Synexus strides forward with "pioneering" patient recruitment model

Synexus has been making business strides of late, thanks to its "innovative" model for patient recruitment and monitoring for late stage clinical trials.

The UK-based company has restructured its Global Client Services Division due to " significantly increased demand " for its services.

As part of this, Claire Jackson has been promoted to senior feasibility manager with overall responsibility for the Global Feasibility and Proposals team; Rachael Buck has been promoted to senior project manager with responsibility for one of the two Global Project Management teams, with the second team leader to be announced shortly; and Wendy Baird has been promoted to global contracts manager.

They will all report to Jane Restorick, executive vice president of Global Client Services, and will work with the Synexus country managers in the UK, Bulgaria, Hungary, India, Poland and South Africa.

In the final quarter of 2007, Synexus was awarded contracts to recruit for and run 12 late-stage clinical trials across the world, totalling more than £20m worth of new business, from some of the world's major pharmaceutical companies, including GSK, Pfizer, Sanofi-Aventis, MSD, Boehringer Ingelheim, Janssen Cilag and Reckitt Benckiser.

The trials range in duration from just three months to over five years and will ultimately involve more than 8,000 patients from the UK, India, South Africa and Eastern Europe for studies investigating such conditions as: osteoporosis, osteoarthritis, sexual dysfunction, diabetes and insomnia.

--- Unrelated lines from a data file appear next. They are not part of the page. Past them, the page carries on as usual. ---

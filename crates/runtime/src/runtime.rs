//! High-level runtime orchestrator.
//!
//! The runtime owns the bout worker, wires up command, status and event
//! channels, and exposes a builder-based API for clients to run bouts.

use std::sync::Arc;

use tokio::sync::{mpsc, watch};
use tokio::task::JoinHandle;
use tracing::info;

use fight_core::CompetitorId;
use ledger_core::Ledger;

use crate::api::{
    BoutError, CompetitorRegistry, Narrator, Result, RuntimeHandle, SilentNarrator,
};
use crate::config::RuntimeConfig;
use crate::events::{EventDistributor, Subscription};
use crate::observation::ObservationLog;
use crate::types::BoutId;
use crate::workers::{BoutWorker, WorkerContext};

/// Main runtime that orchestrates bouts
///
/// Design: Runtime owns the worker and coordinates shutdown.
/// [`RuntimeHandle`] provides a cloneable façade for clients.
pub struct Runtime {
    handle: RuntimeHandle,
    worker_handle: JoinHandle<()>,
}

impl Runtime {
    /// Create a new runtime builder
    pub fn builder() -> RuntimeBuilder {
        RuntimeBuilder::new()
    }

    /// Get a cloneable handle to this runtime
    ///
    /// The handle can be shared across clients and async tasks.
    pub fn handle(&self) -> RuntimeHandle {
        self.handle.clone()
    }

    pub fn subscribe(&self, bout: Option<BoutId>) -> Subscription {
        self.handle.subscribe(bout)
    }

    /// Shutdown the runtime gracefully
    ///
    /// The worker exits once every handle clone has been dropped, so callers
    /// must release their own handles before awaiting this.
    pub async fn shutdown(self) -> Result<()> {
        drop(self.handle);

        self.worker_handle.await.map_err(BoutError::WorkerJoin)?;

        Ok(())
    }
}

/// Builder for [`Runtime`] with flexible configuration.
pub struct RuntimeBuilder {
    config: RuntimeConfig,
    ledger: Option<Arc<dyn Ledger>>,
    narrator: Option<Arc<dyn Narrator>>,
    registry: CompetitorRegistry,
}

impl RuntimeBuilder {
    fn new() -> Self {
        Self {
            config: RuntimeConfig::default(),
            ledger: None,
            narrator: None,
            registry: CompetitorRegistry::new(),
        }
    }

    pub fn config(mut self, config: RuntimeConfig) -> Self {
        self.config = config;
        self
    }

    pub fn ledger(mut self, ledger: impl Ledger + 'static) -> Self {
        self.ledger = Some(Arc::new(ledger));
        self
    }

    /// Share a ledger the caller keeps a handle to (e.g. for inspection).
    pub fn shared_ledger(mut self, ledger: Arc<dyn Ledger>) -> Self {
        self.ledger = Some(ledger);
        self
    }

    /// Defaults to [`SilentNarrator`] when unset.
    pub fn narrator(mut self, narrator: impl Narrator + 'static) -> Self {
        self.narrator = Some(Arc::new(narrator));
        self
    }

    pub fn registry(mut self, registry: CompetitorRegistry) -> Self {
        self.registry = registry;
        self
    }

    pub fn competitor(mut self, name: impl Into<String>, id: CompetitorId) -> Self {
        self.registry.register(name, id);
        self
    }

    /// Spawn the bout worker. Must be called from within a Tokio runtime.
    pub fn build(self) -> Result<Runtime> {
        let RuntimeBuilder {
            config,
            ledger,
            narrator,
            registry,
        } = self;

        config.validate()?;
        let ledger = ledger.ok_or(BoutError::MissingLedger)?;
        let narrator = narrator.unwrap_or_else(|| Arc::new(SilentNarrator));
        let registry = Arc::new(registry);

        let (command_tx, command_rx) = mpsc::channel(config.command_buffer_size);
        let (status_tx, status_rx) = watch::channel(None);
        let distributor = EventDistributor::new(
            config.event_buffer_size,
            config.grace_period,
            config.keepalive_interval,
        );
        let observations = ObservationLog::new(config.observation_capacity);

        let handle = RuntimeHandle::new(
            command_tx,
            distributor.clone(),
            observations.clone(),
            status_rx,
            Arc::clone(&registry),
        );

        info!(
            target: "arena::orchestrator",
            competitors = registry.len(),
            read_attempts = config.ledger_read_attempts,
            "runtime starting"
        );

        let worker = BoutWorker::new(
            WorkerContext {
                ledger,
                narrator,
                registry,
                distributor,
                observations,
                status_tx,
                config,
            },
            command_rx,
        );
        let worker_handle = tokio::spawn(worker.run());

        Ok(Runtime {
            handle,
            worker_handle,
        })
    }
}
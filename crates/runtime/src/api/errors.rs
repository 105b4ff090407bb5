//! Unified error types surfaced by the runtime API.
//!
//! Every bout failure maps onto one [`ErrorKind`] so callers can react to the
//! class of failure (bad request, no wagers, ledger outage) without matching on
//! every variant.
use serde::{Deserialize, Serialize};
use thiserror::Error;
use tokio::sync::oneshot;

use fight_core::SimulationError;
use ledger_core::{LedgerError, LedgerOp, PoolId};

use crate::config::ConfigError;
use crate::events::Stage;
use crate::types::BoutId;

pub type Result<T> = std::result::Result<T, BoutError>;

#[derive(Debug, Error)]
pub enum BoutError {
    #[error("unknown competitor {name:?}")]
    UnknownCompetitor { name: String },

    #[error("competitor {name:?} cannot fight itself")]
    SameCompetitor { name: String },

    #[error("no bets placed - fight skipped ({pool_id})")]
    NoBets { pool_id: PoolId },

    #[error("ledger {op} failed during {stage}: {source}")]
    Ledger {
        stage: Stage,
        op: LedgerOp,
        #[source]
        source: LedgerError,
    },

    #[error("simulation failed: {0}")]
    Simulation(#[from] SimulationError),

    #[error("{bout_id} is already in flight")]
    BoutInFlight { bout_id: BoutId },

    #[error("orchestrator command channel closed")]
    CommandChannelClosed,

    #[error("orchestrator reply channel closed")]
    ReplyChannelClosed(#[source] oneshot::error::RecvError),

    #[error("orchestrator worker join failed")]
    WorkerJoin(#[source] tokio::task::JoinError),

    #[error("runtime requires a ledger to be configured before building")]
    MissingLedger,

    #[error("invalid runtime configuration: {0}")]
    Config(#[from] ConfigError),
}

/// Failure classes a caller can act on.
#[derive(Debug, Copy, Clone, PartialEq, Eq, Serialize, Deserialize, strum::Display)]
#[serde(rename_all = "snake_case")]
#[strum(serialize_all = "snake_case")]
pub enum ErrorKind {
    Validation,
    NoBets,
    Ledger,
    Simulation,
    Busy,
    Internal,
}

impl BoutError {
    pub fn kind(&self) -> ErrorKind {
        match self {
            BoutError::UnknownCompetitor { .. } | BoutError::SameCompetitor { .. } => {
                ErrorKind::Validation
            }
            BoutError::NoBets { .. } => ErrorKind::NoBets,
            BoutError::Ledger { .. } => ErrorKind::Ledger,
            BoutError::Simulation(_) => ErrorKind::Simulation,
            BoutError::BoutInFlight { .. } => ErrorKind::Busy,
            BoutError::CommandChannelClosed
            | BoutError::ReplyChannelClosed(_)
            | BoutError::WorkerJoin(_)
            | BoutError::MissingLedger
            | BoutError::Config(_) => ErrorKind::Internal,
        }
    }

    pub(crate) fn ledger(stage: Stage, op: LedgerOp) -> impl FnOnce(LedgerError) -> Self {
        move |source| BoutError::Ledger { stage, op, source }
    }
}

/// Best-effort text generation failures. Never abort a bout.
#[derive(Debug, Error)]
pub enum NarrativeError {
    #[error("narrative backend unavailable: {0}")]
    Unavailable(String),

    #[error("narrative request timed out")]
    Timeout,

    #[error("narrative backend returned an empty response")]
    Empty,
}
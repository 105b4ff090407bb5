//! Cloneable façade for issuing commands to the runtime.
//!
//! [`RuntimeHandle`] hides channel plumbing and offers async helpers for
//! running bouts, reading status and following the live feed.
use std::sync::Arc;
use std::sync::atomic::{AtomicBool, Ordering};

use tokio::sync::{mpsc, oneshot, watch};

use super::bout::{BoutReport, BoutRequest};
use super::errors::{BoutError, Result};
use super::registry::CompetitorRegistry;
use super::status::{InFlightBout, RuntimeStatus};
use crate::events::{EventDistributor, Subscription};
use crate::observation::{Observation, ObservationLog};
use crate::types::BoutId;
use crate::workers::Command;

/// Client-facing handle to interact with the runtime
#[derive(Clone)]
pub struct RuntimeHandle {
    command_tx: mpsc::Sender<Command>,
    distributor: EventDistributor,
    observations: ObservationLog,
    status_rx: watch::Receiver<Option<InFlightBout>>,
    auto_schedule: Arc<AtomicBool>,
    registry: Arc<CompetitorRegistry>,
}

impl RuntimeHandle {
    pub(crate) fn new(
        command_tx: mpsc::Sender<Command>,
        distributor: EventDistributor,
        observations: ObservationLog,
        status_rx: watch::Receiver<Option<InFlightBout>>,
        registry: Arc<CompetitorRegistry>,
    ) -> Self {
        Self {
            command_tx,
            distributor,
            observations,
            status_rx,
            auto_schedule: Arc::new(AtomicBool::new(false)),
            registry,
        }
    }

    /// Run one bout end to end and wait for its report.
    ///
    /// Only one bout runs at a time; a request that arrives while another bout
    /// is in flight fails with [`BoutError::BoutInFlight`].
    pub async fn run_bout(&self, request: BoutRequest) -> Result<BoutReport> {
        let (reply_tx, reply_rx) = oneshot::channel();

        self.command_tx
            .send(Command::RunBout {
                request,
                reply: reply_tx,
            })
            .await
            .map_err(|_| BoutError::CommandChannelClosed)?;

        reply_rx.await.map_err(BoutError::ReplyChannelClosed)?
    }

    pub fn status(&self) -> RuntimeStatus {
        RuntimeStatus {
            auto_schedule_active: self.auto_schedule.load(Ordering::Acquire),
            in_flight: self.status_rx.borrow().clone(),
        }
    }

    /// Watch the in-flight bout as it moves through stages.
    pub fn watch_in_flight(&self) -> watch::Receiver<Option<InFlightBout>> {
        self.status_rx.clone()
    }

    /// Most recent operational observations, newest first.
    pub fn observations(&self, limit: usize) -> Vec<Observation> {
        self.observations.recent(limit)
    }

    /// Follow the live feed, optionally restricted to one bout.
    ///
    /// The subscription starts with a replay of every tracked bout (or just the
    /// filtered one) before any live event.
    pub fn subscribe(&self, bout: Option<BoutId>) -> Subscription {
        self.distributor.subscribe(bout)
    }

    pub fn distributor(&self) -> &EventDistributor {
        &self.distributor
    }

    pub fn registry(&self) -> &CompetitorRegistry {
        &self.registry
    }

    /// Flip the auto-schedule flag, returning the previous value.
    pub(crate) fn set_auto_schedule(&self, active: bool) -> bool {
        self.auto_schedule.swap(active, Ordering::AcqRel)
    }
}
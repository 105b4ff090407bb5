//! Canned flavor text for the demo node.
use arena_runtime::{NarrativeError, Narrator};
use async_trait::async_trait;
use fight_core::Outcome;
use rand::seq::SliceRandom;

const PREGAME: &[&str] = &[
    "{me} cracks their knuckles. \"{them} won't last three turns.\"",
    "{me}: \"I've studied every move {them} has. Every one.\"",
    "{me} stares down {them} and says nothing at all.",
];

const VICTORY: &[&str] = &[
    "{me}: \"Told you. {them} never stood a chance.\"",
    "{me} raises both arms as the crowd roars.",
];

const VICTORY_ON_POINTS: &[&str] = &["{me}: \"Not pretty, but a win is a win.\""];

const DEFEAT: &[&str] = &[
    "{me}: \"{them} got lucky. Rematch. Now.\"",
    "{me} limps out of the arena without a word.",
];

pub struct CannedNarrator;

impl CannedNarrator {
    fn pick(lines: &[&str], me: &str, them: &str) -> Result<String, NarrativeError> {
        let line = lines
            .choose(&mut rand::thread_rng())
            .ok_or(NarrativeError::Empty)?;
        Ok(line.replace("{me}", me).replace("{them}", them))
    }
}

#[async_trait]
impl Narrator for CannedNarrator {
    async fn pregame_line(&self, competitor: &str, opponent: &str) -> Result<String, NarrativeError> {
        Self::pick(PREGAME, competitor, opponent)
    }

    async fn reaction(
        &self,
        competitor: &str,
        opponent: &str,
        won: bool,
        method: Outcome,
    ) -> Result<String, NarrativeError> {
        let lines = match (won, method) {
            (true, Outcome::Knockout) => VICTORY,
            (true, Outcome::Decision) => VICTORY_ON_POINTS,
            (false, _) => DEFEAT,
        };
        Self::pick(lines, competitor, opponent)
    }
}
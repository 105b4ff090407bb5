//! Commit-reveal secret and its SHA-256 commitment.
//!
//! The commitment is published before betting outcomes are known; the seed is
//! published only after the ledger's reveal delay. `Seed` deliberately has a
//! redacted `Debug` so it never leaks into logs before reveal.

use rand::RngCore;
use serde::{Deserialize, Serialize};
use sha2::{Digest, Sha256};
use thiserror::Error;

#[derive(Debug, Error, PartialEq)]
pub enum HexError {
    #[error("invalid hex: {0}")]
    Invalid(#[from] hex::FromHexError),

    #[error("expected 32 bytes, got {0}")]
    Length(usize),
}

fn parse_32(text: &str) -> Result<[u8; 32], HexError> {
    let trimmed = text.strip_prefix("0x").unwrap_or(text);
    let bytes = hex::decode(trimmed)?;
    let len = bytes.len();
    bytes.try_into().map_err(|_| HexError::Length(len))
}

/// 256-bit secret that keys the bout's random stream.
#[derive(Clone, PartialEq, Eq, Serialize, Deserialize)]
pub struct Seed(#[serde(with = "hex_array")] [u8; 32]);

impl Seed {
    /// Draw a fresh seed from the operating system CSPRNG.
    pub fn generate() -> Self {
        let mut bytes = [0u8; 32];
        rand::rngs::OsRng.fill_bytes(&mut bytes);
        Self(bytes)
    }

    pub const fn from_bytes(bytes: [u8; 32]) -> Self {
        Self(bytes)
    }

    pub const fn as_bytes(&self) -> &[u8; 32] {
        &self.0
    }

    pub fn commitment(&self) -> Commitment {
        Commitment::of(self)
    }

    pub fn to_hex(&self) -> String {
        format!("0x{}", hex::encode(self.0))
    }

    pub fn from_hex(text: &str) -> Result<Self, HexError> {
        parse_32(text).map(Self)
    }
}

impl std::fmt::Debug for Seed {
    fn fmt(&self, f: &mut std::fmt::Formatter<'_>) -> std::fmt::Result {
        f.write_str("Seed(<redacted>)")
    }
}

/// SHA-256 of a [`Seed`].
#[derive(Clone, Copy, PartialEq, Eq, Hash, Serialize, Deserialize)]
pub struct Commitment(#[serde(with = "hex_array")] [u8; 32]);

impl Commitment {
    pub fn of(seed: &Seed) -> Self {
        let digest = Sha256::digest(seed.as_bytes());
        Self(digest.into())
    }

    /// True if `seed` is the secret behind this commitment.
    pub fn verify(&self, seed: &Seed) -> bool {
        Self::of(seed) == *self
    }

    pub const fn as_bytes(&self) -> &[u8; 32] {
        &self.0
    }

    pub fn to_hex(&self) -> String {
        format!("0x{}", hex::encode(self.0))
    }

    pub fn from_hex(text: &str) -> Result<Self, HexError> {
        parse_32(text).map(Self)
    }
}

impl std::fmt::Debug for Commitment {
    fn fmt(&self, f: &mut std::fmt::Formatter<'_>) -> std::fmt::Result {
        write!(f, "Commitment({})", self.to_hex())
    }
}

impl std::fmt::Display for Commitment {
    fn fmt(&self, f: &mut std::fmt::Formatter<'_>) -> std::fmt::Result {
        f.write_str(&self.to_hex())
    }
}

mod hex_array {
    use serde::{Deserialize, Deserializer, Serializer};

    pub fn serialize<S: Serializer>(bytes: &[u8; 32], serializer: S) -> Result<S::Ok, S::Error> {
        serializer.serialize_str(&format!("0x{}", hex::encode(bytes)))
    }

    pub fn deserialize<'de, D: Deserializer<'de>>(deserializer: D) -> Result<[u8; 32], D::Error> {
        let text = String::deserialize(deserializer)?;
        super::parse_32(&text).map_err(serde::de::Error::custom)
    }
}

The firm, which specialises in late-stage clinical trials, attributes the increased demand for its services to its " unique " hub-site model, which it said it is " pioneering " within the industry.

It was developed to address the bottleneck in drug development, which the CRO says is largely contributed to by the "inadequate" traditional method of recruiting patients.

Traditionally, biopharma companies and CROs have organised trials by contracting with large numbers of GPs, individual primary care physicians and hospital consultants who conduct the trials on a part-time basis with small groups of patients (on average five) in their surgeries or hospitals.

According to Synexus, this is both costly and difficult to co-ordinate and manage as each GP or consultant will report separately and requires individual monitoring and contract arrangements.

" It can also be very, very difficult to enforce timelines as it is reliant on a large number of investigators setting up and processing their patients, but only when time permits ," said the firm.

" With studies involving 20,000 plus patients, is enormously expensive and wholly impractical ".

Synexus' model is centred around a network of 14 hub sites across the world - in the UK, Poland, Hungary, Bulgaria, South Africa and India - from where it can handle thousands of patients each, as each has access to between 500,000 and three million potential patients.

The firm said that the benefit of its model is that "it ensures the same high standard of good clinical practice (GCP) at any Synexus site anywhere in the world and drastically reduces set-up and monitoring costs - often by a factor of 10 ".

According to the company, cost is becoming increasingly important as companies can spend millions before recruiting a single patient.

Synexus pointed to the example of one large pharma firm that said it spent $17m on opening sites that did not recruit a single patient; $35,000 on average on finding and contracting with a single investigator; and that 60 per cent of investigators who sign up will recruit one or less patients to the study.

Additionally, the pharma company said that typically 75 per cent of sites are new to the company in any study and on average there are around five patients recruited per site.

In comparison, Synexus said its hub-site model is designed so that there is "just one contract which can cover up to fourteen sites and the cost of monitoring a handful of sites, with thousands of patients, falls dramatically...

The economies of scale that exist by comparison are immediately recognisable ".

As an example of the success that this model is achieving within the industry, Synexus recently heralded the fact that it has achieved a new record for an organisation which recruits and runs clinical trials, with more than 10,000 patients currently enrolled in late stage clinical trials at its 14 hub sites.

Michael Fort, company CEO said: " We are hoping by next year we will have doubled this number as we increase the capacity of our existing hub sites and open new sites in the US and Eastern Europe ". "

This expansion is being driven from industry which wants to reduce costs and professionalise the recruitment and running of late stage clinical trials ."

Meanwhile, Synexus has also recently announced that it is extending the scope of its studies to include Phase IV (post-marketing surveillance trials) trials following the recent running of successful Phase IV studies for major pharmaceutical companies.

Increasingly regulatory authorities are demanding that drug firms conduct Phase IV trials to monitor their use in other populations not covered in the original trials; the effects of drug interaction; and to detect any rare or long-term side effects.

However, Phase IV trials have become increasingly expensive and slow and many doctors are deterred from participating in such trials due to time pressures and limited opportunities to recruit patients.

Synexus said it uses its hub-site model to faster and more effectively enrol patients in Phase IV studies and " dramatically " reduce costs.

Chris Hannigan, executive vice president of Synexus said: " We have put together a model where the patient's GP receives more information on the trial than ever before, without having to squeeze trial appointments into an already over-crowded diary ." "

This method has strong appeal to busy doctors, and in the Phase IV trials carried out by Synexus it leads to a significant rise in the number of doctors involved ".